50% of this world see him as an awesome little mind capable of unique thinking they want to dive into.  50% love his off topic comments about the world and long to draw those thoughts out further.  50% are able to set aside the quirks that come across not so attractive and move forward with understanding and grace.  The other half don’t.  They get annoyed and assume things that break my heart.  The other 50% stare or avoid my gaze with underlining thoughts I can read through their gaze.  Thoughts I have to put aside for my own sanity and self confidence as his mother.  The other 50% give up and offer phrases like, “It’s just not a fit” or “He just won’t listen and comply.”  Those phrases have become commonplace at our house, gaining in frequency as he gets older, to the point that we have to assume them when walking into new situations. These 50% don’t see that holding little people like our son accountable for their behavior is a giant feet.  Because they aren’t able to see their choices as the world sees them.  We can’t discipline reactions out of him.  Rewards and consequences are futile.  50% will never comprehend these truths.  50% will.  Most of the time, this isn’t anyone’s “fault.”  They’re not bad humans.  We don’t carry ill will.  But we DO have to recognize the existence of the two camps.

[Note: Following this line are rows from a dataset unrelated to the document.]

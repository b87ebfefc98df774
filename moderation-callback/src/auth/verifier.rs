//! Inbound request authentication.
//!
//! Checks run in a fixed order and stop at the first failure: required
//! parameters, consumer key, timestamp freshness, nonce presence, nonce
//! replay, and finally the HMAC-SHA1 signature over the canonical base
//! string. Every rejection is recorded in the log sink with enough context
//! to diagnose it; the private key never is.

use std::sync::Arc;

use tracing::{debug, info};

use crate::auth::header::{AuthHeader, CONSUMER_KEY, NONCE, SIGNATURE, TIMESTAMP};
use crate::auth::replay::ReplayGuard;
use crate::auth::request::RequestContext;
use crate::auth::signature::{base_string, constant_time_compare, sign, signing_key};
use crate::diagnostics::{LogEntry, LogSink};
use crate::error::{AuthError, StoreError};
use crate::store::{ConfigStore, PRIVATE_KEY, PUBLIC_KEY};
use crate::util::{format_signed_interval, Clock};

/// Shared key pair issued by the moderation service.
#[derive(Clone, PartialEq, Eq)]
pub struct Credentials {
    pub public_key: String,
    pub private_key: String,
}

impl Credentials {
    pub fn new(public_key: impl Into<String>, private_key: impl Into<String>) -> Self {
        Self {
            public_key: public_key.into(),
            private_key: private_key.into(),
        }
    }

    /// Read the key pair from the store. Either key missing or empty is a
    /// configuration error.
    pub fn load(store: &dyn ConfigStore) -> Result<Self, AuthError> {
        let public_key = store.get(PUBLIC_KEY)?.unwrap_or_default();
        let private_key = store.get(PRIVATE_KEY)?.unwrap_or_default();

        if public_key.is_empty() || private_key.is_empty() {
            return Err(AuthError::MissingConfiguration);
        }

        Ok(Self {
            public_key,
            private_key,
        })
    }

    pub fn save(&self, store: &dyn ConfigStore) -> Result<(), StoreError> {
        store.set(PUBLIC_KEY, &self.public_key)?;
        store.set(PRIVATE_KEY, &self.private_key)?;
        Ok(())
    }
}

impl std::fmt::Debug for Credentials {
    fn fmt(&self, f: &mut std::fmt::Formatter<'_>) -> std::fmt::Result {
        f.debug_struct("Credentials")
            .field("public_key", &self.public_key)
            .finish_non_exhaustive()
    }
}

/// OAuth1 HMAC-SHA1 verifier with nonce replay protection.
pub struct SignatureVerifier {
    site_url: String,
    store: Arc<dyn ConfigStore>,
    clock: Arc<dyn Clock>,
    window: i64,
    replay: ReplayGuard,
    sink: Arc<dyn LogSink>,
}

impl SignatureVerifier {
    /// `site_url` is the externally visible base URL the moderation service
    /// signs against; request paths are appended to it.
    pub fn new(
        site_url: &str,
        store: Arc<dyn ConfigStore>,
        clock: Arc<dyn Clock>,
        window: i64,
        sink: Arc<dyn LogSink>,
    ) -> Self {
        let replay = ReplayGuard::new(store.clone(), clock.clone(), window);
        Self {
            site_url: site_url.trim_end_matches('/').to_string(),
            store,
            clock,
            window,
            replay,
            sink,
        }
    }

    /// Load credentials from the store and verify the request against them.
    pub fn authenticate(&self, request: &RequestContext) -> bool {
        let credentials = match Credentials::load(self.store.as_ref()) {
            Ok(c) => c,
            Err(e) => {
                let mut entry =
                    LogEntry::new(e.message()).with("request", request.request_line());
                if let AuthError::Store(inner) = &e {
                    entry = entry.with("error", inner.to_string());
                }
                self.sink.record(entry);
                return false;
            }
        };

        let header = AuthHeader::parse(request.authorization.as_deref().unwrap_or_default());
        self.verify(&header, &credentials, request)
    }

    /// Verify a parsed header. Records the rejection reason on failure.
    pub fn verify(
        &self,
        header: &AuthHeader,
        credentials: &Credentials,
        request: &RequestContext,
    ) -> bool {
        match self.check(header, credentials, request) {
            Ok(()) => {
                info!(
                    method = %request.method,
                    path = %request.path,
                    "oauth_request_verified"
                );
                true
            }
            Err(e) => {
                self.sink.record(diagnostic(&e, header, request));
                false
            }
        }
    }

    /// Run every check, returning the first failure.
    pub fn check(
        &self,
        header: &AuthHeader,
        credentials: &Credentials,
        request: &RequestContext,
    ) -> Result<(), AuthError> {
        if !header.has_required() {
            return Err(AuthError::MissingParameters);
        }

        let mut params = header.clone();
        let sent_signature = params.take(SIGNATURE).unwrap_or_default();

        let consumer_key = params.get(CONSUMER_KEY).unwrap_or_default();
        if consumer_key != credentials.public_key {
            return Err(AuthError::InvalidConsumerKey {
                observed: consumer_key.to_string(),
                expected: credentials.public_key.clone(),
            });
        }

        let now = self.clock.now();
        let raw_timestamp = params.get(TIMESTAMP).unwrap_or_default();
        match raw_timestamp.trim().parse::<i64>() {
            Ok(ts) if ts > now.saturating_sub(self.window) => {}
            Ok(ts) => {
                return Err(AuthError::OutdatedTimestamp {
                    difference: format_signed_interval(ts.saturating_sub(now)),
                });
            }
            Err(_) => {
                return Err(AuthError::OutdatedTimestamp {
                    difference: format!("unparseable timestamp {:?}", raw_timestamp),
                });
            }
        }

        let nonce = params.get(NONCE).unwrap_or_default();
        if nonce.is_empty() {
            return Err(AuthError::MissingNonce);
        }

        if !self.replay.check_and_record(nonce)? {
            return Err(AuthError::Replay);
        }

        let url = self.canonical_url(&request.path);
        let base = base_string(
            &request.method,
            &url,
            request
                .parameters
                .iter()
                .chain(params.params())
                .map(|(k, v)| (k.as_str(), v.as_str())),
        );
        let expected = sign(&base, &signing_key(&credentials.private_key)).unwrap_or_default();

        debug!(base_string = %base, "oauth_base_string_built");

        if expected.is_empty() || !constant_time_compare(&expected, &sent_signature) {
            return Err(AuthError::InvalidSignature {
                base_string: base,
                expected,
                sent: sent_signature,
            });
        }

        Ok(())
    }

    /// Base site URL plus request path.
    pub fn canonical_url(&self, path: &str) -> String {
        format!("{}{}", self.site_url, path)
    }
}

impl std::fmt::Debug for SignatureVerifier {
    fn fmt(&self, f: &mut std::fmt::Formatter<'_>) -> std::fmt::Result {
        f.debug_struct("SignatureVerifier")
            .field("site_url", &self.site_url)
            .field("window", &self.window)
            .finish_non_exhaustive()
    }
}

/// Build the log entry for a rejection.
fn diagnostic(error: &AuthError, header: &AuthHeader, request: &RequestContext) -> LogEntry {
    let mut shown = header.clone();
    if !matches!(error, AuthError::MissingParameters) {
        shown.take(SIGNATURE);
    }

    let entry = LogEntry::new(error.message())
        .with("request", request.request_line())
        .with("headers", shown.describe());

    match error {
        AuthError::InvalidConsumerKey { expected, .. } => entry.with("public_key", expected.clone()),
        AuthError::OutdatedTimestamp { difference } => {
            entry.with("time_difference", difference.clone())
        }
        AuthError::InvalidSignature {
            base_string,
            expected,
            sent,
        } => entry
            .with("signature", sent.clone())
            .with("base_string", base_string.clone())
            .with("expected_signature", expected.clone()),
        AuthError::Store(inner) => entry.with("error", inner.to_string()),
        _ => entry,
    }
}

As parents of a little human who will inevitably get along with 50% of his world, we ebb and flow in grappling with daily choices.  Who do we spend time with?  Who gets him and offers abundant grace?  How do we tackle teachers who see through him? (we might even be crazy enough to pull him and home school). Where do we vacation and who can vacation alongside us sans judgement and getting overwhelmed?  How do we choose extracurriculars with people who value his presence?  They do exist, but it takes an exorbitant amount of endurance and research to find them. And equal amounts to stick with it and venture through the bumps.  Bumps are part of the game.  Every day.  The people we keep close understand this and see him clearly.  See us clearly.  Those who don’t?  We don’t hold hostility, but we don’t have space to invest in how they fit into our world.  They can’t fit.  They’re not safe for our little human, which makes them unsafe for us as a family.  It’s not our job to enlighten and educate and its taken me years to reach that conclusion.  It IS our job to pave a productive way for our family and to grow and adjust in that journey.  That’s job enough friends.

I do want to gently note and encourage that switching camps is possible.  Seeing people rather than seeing through them is something we can all strive for.  On so many levels.  I had no choice but to switch camps when I was gifted this intricate little man.  Living it will do that naturally, but so many gifted writers and teachers long to educate and aid people looking to join the 50% who see people like our son.  There’s an endless supply of insightful and enlightening books about every topic under the sun that deserve more attention in our lives.  These books live at Amazon.  A click and 2 night delivery away.  What if we all picked ONE?  Myself included.  Because actually seeing each other will do this planet a world of good.